歴代内閣がずっと否定し続けてきた「集団的自衛権の容認」を実現するために、内閣法制局長官をイエスマンにすげ替えた。認識を新しい法制局長官に問うた時、安倍首相がそれを遮り「最高の責任者は私」であり、選挙で審判を受けるのは長官ではなく自分だと答えた(2014.2)ものだ。今考えれば一つの転換点だった。
選挙では必ず勝てるという「自信」のもとに、閣議決定でなんでもやっていく。というやり方に舵を切ったのもこの頃だった。

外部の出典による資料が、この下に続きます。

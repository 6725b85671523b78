use crate::error::PhysicsError;
use crate::math::{Transform, Vector2};
use crate::Result;

#[cfg(feature = "serialize")]
use serde::{Serialize, Deserialize};

/// A convex polygon with counter-clockwise local vertices.
///
/// World vertices are cached and refreshed by [`PolygonShape::update_vertices`]
/// whenever the owning body moves.
#[derive(Debug, Clone, PartialEq)]
#[cfg_attr(feature = "serialize", derive(Serialize, Deserialize))]
pub struct PolygonShape {
    local_vertices: Vec<Vector2>,
    world_vertices: Vec<Vector2>,
}

/// Result of a separating-axis search over one polygon's edges
#[derive(Debug, Clone, Copy, PartialEq)]
pub struct Separation {
    /// Largest signed distance found; negative means overlap on every axis
    pub distance: f32,

    /// Index of the reference edge that produced `distance`
    pub edge: usize,

    /// Deepest vertex of the other polygon against that edge
    pub point: Vector2,
}

impl PolygonShape {
    /// Creates a polygon from counter-clockwise vertices in body space
    pub fn new(vertices: Vec<Vector2>) -> Result<Self> {
        if vertices.len() < 3 {
            return Err(PhysicsError::InvalidParameter(format!(
                "polygon needs at least 3 vertices, got {}",
                vertices.len()
            )));
        }
        if vertices.iter().any(|v| !v.is_finite()) {
            return Err(PhysicsError::InvalidParameter("polygon vertex is not finite".into()));
        }
        Ok(Self {
            world_vertices: vertices.clone(),
            local_vertices: vertices,
        })
    }

    /// Axis-aligned rectangle centered on the origin
    pub(crate) fn rectangle(width: f32, height: f32) -> Self {
        let (hw, hh) = (width * 0.5, height * 0.5);
        let vertices = vec![
            Vector2::new(-hw, -hh),
            Vector2::new(hw, -hh),
            Vector2::new(hw, hh),
            Vector2::new(-hw, hh),
        ];
        Self {
            world_vertices: vertices.clone(),
            local_vertices: vertices,
        }
    }

    pub fn vertex_count(&self) -> usize {
        self.local_vertices.len()
    }

    pub fn local_vertices(&self) -> &[Vector2] {
        &self.local_vertices
    }

    pub fn world_vertices(&self) -> &[Vector2] {
        &self.world_vertices
    }

    /// World vertex `index`, wrapping around
    #[inline]
    pub fn world_vertex(&self, index: usize) -> Vector2 {
        self.world_vertices[index % self.world_vertices.len()]
    }

    /// World-space edge vector from vertex `index` to its successor
    #[inline]
    pub fn edge_at(&self, index: usize) -> Vector2 {
        self.world_vertex(index + 1) - self.world_vertex(index)
    }

    /// Outward unit normal of edge `index`
    #[inline]
    pub fn edge_normal(&self, index: usize) -> Vector2 {
        self.edge_at(index).normal()
    }

    /// Signed area from the shoelace formula, positive for CCW winding
    pub fn area(&self) -> f32 {
        let n = self.local_vertices.len();
        (0..n)
            .map(|i| self.local_vertices[i].cross(&self.local_vertices[(i + 1) % n]))
            .sum::<f32>()
            * 0.5
    }

    /// Area centroid in body space
    pub fn centroid(&self) -> Vector2 {
        let n = self.local_vertices.len();
        let mut sum = Vector2::zero();
        for i in 0..n {
            let a = self.local_vertices[i];
            let b = self.local_vertices[(i + 1) % n];
            sum += (a + b) * a.cross(&b);
        }
        let area = self.area();
        if crate::math::approx_zero(area) {
            return Vector2::zero();
        }
        sum / (6.0 * area)
    }

    /// Moment of inertia per unit mass about the body origin
    pub fn moment_of_inertia(&self) -> f32 {
        let n = self.local_vertices.len();
        let mut numerator = 0.0;
        let mut denominator = 0.0;
        for i in 0..n {
            let a = self.local_vertices[i];
            let b = self.local_vertices[(i + 1) % n];
            let cross = a.cross(&b).abs();
            numerator += cross * (a.dot(&a) + b.dot(&b) + a.dot(&b));
            denominator += cross;
        }
        if denominator == 0.0 {
            return 0.0;
        }
        numerator / 6.0 / denominator
    }

    /// Recomputes world vertices from the owning body's transform
    pub fn update_vertices(&mut self, transform: &Transform) {
        for (world, local) in self.world_vertices.iter_mut().zip(&self.local_vertices) {
            *world = transform.transform_point(local);
        }
    }

    /// Best separating axis among this polygon's edges against `other`.
    ///
    /// For each edge, the other polygon's vertex with the smallest projection
    /// onto the edge normal is found; the edge with the largest such value
    /// wins.
    pub fn find_min_separation(&self, other: &PolygonShape) -> Separation {
        let mut best = Separation {
            distance: f32::MIN,
            edge: 0,
            point: Vector2::zero(),
        };
        for i in 0..self.world_vertices.len() {
            let va = self.world_vertices[i];
            let normal = self.edge_normal(i);
            let mut min_sep = f32::MAX;
            let mut min_vertex = va;
            for vb in &other.world_vertices {
                let proj = (*vb - va).dot(&normal);
                if proj < min_sep {
                    min_sep = proj;
                    min_vertex = *vb;
                }
            }
            if min_sep > best.distance {
                best = Separation {
                    distance: min_sep,
                    edge: i,
                    point: min_vertex,
                };
            }
        }
        best
    }

    /// Edge whose normal is most anti-parallel to `normal`
    pub fn find_incident_edge(&self, normal: &Vector2) -> usize {
        let mut incident = 0;
        let mut min_proj = f32::MAX;
        for i in 0..self.world_vertices.len() {
            let proj = self.edge_normal(i).dot(normal);
            if proj < min_proj {
                min_proj = proj;
                incident = i;
            }
        }
        incident
    }

    /// Clips segment `input` against the line `c0 -> c1`.
    ///
    /// Points on the interior side (left of the directed line, distance
    /// `<= 0`) are kept; if the endpoints straddle the line the crossing
    /// point is appended. Returns the output buffer and how many entries are
    /// valid.
    pub fn clip_segment_to_line(input: &[Vector2; 2], c0: Vector2, c1: Vector2) -> ([Vector2; 2], usize) {
        let mut output = [Vector2::zero(); 2];
        let mut count = 0;

        let normal = (c1 - c0).normalize();
        let dist0 = (input[0] - c0).cross(&normal);
        let dist1 = (input[1] - c0).cross(&normal);

        if dist0 <= 0.0 {
            output[count] = input[0];
            count += 1;
        }
        if dist1 <= 0.0 {
            output[count] = input[1];
            count += 1;
        }
        if dist0 * dist1 < 0.0 {
            let total = dist0 - dist1;
            let t = dist0 / total;
            output[count] = input[0] + (input[1] - input[0]) * t;
            count += 1;
        }
        (output, count)
    }
}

発行後の2015年の話ではあるが、安保法制強行採決の時に、自民党招聘の学者さえも悉く「集団的自衛権の解釈改憲を容認できない」と発言し、60年安保以来の国会前の11万人集会になった。2017年学術会議は「軍事目的のための研究を行わない」声明を発表、その後、法解釈を曲げて2020年学術会議会員の任命拒否を行った。そして今、学術会議の独立性そのものを失くす法案が国会を通ろうとしている。政治家の考えることは、なんとわかりやすいことか。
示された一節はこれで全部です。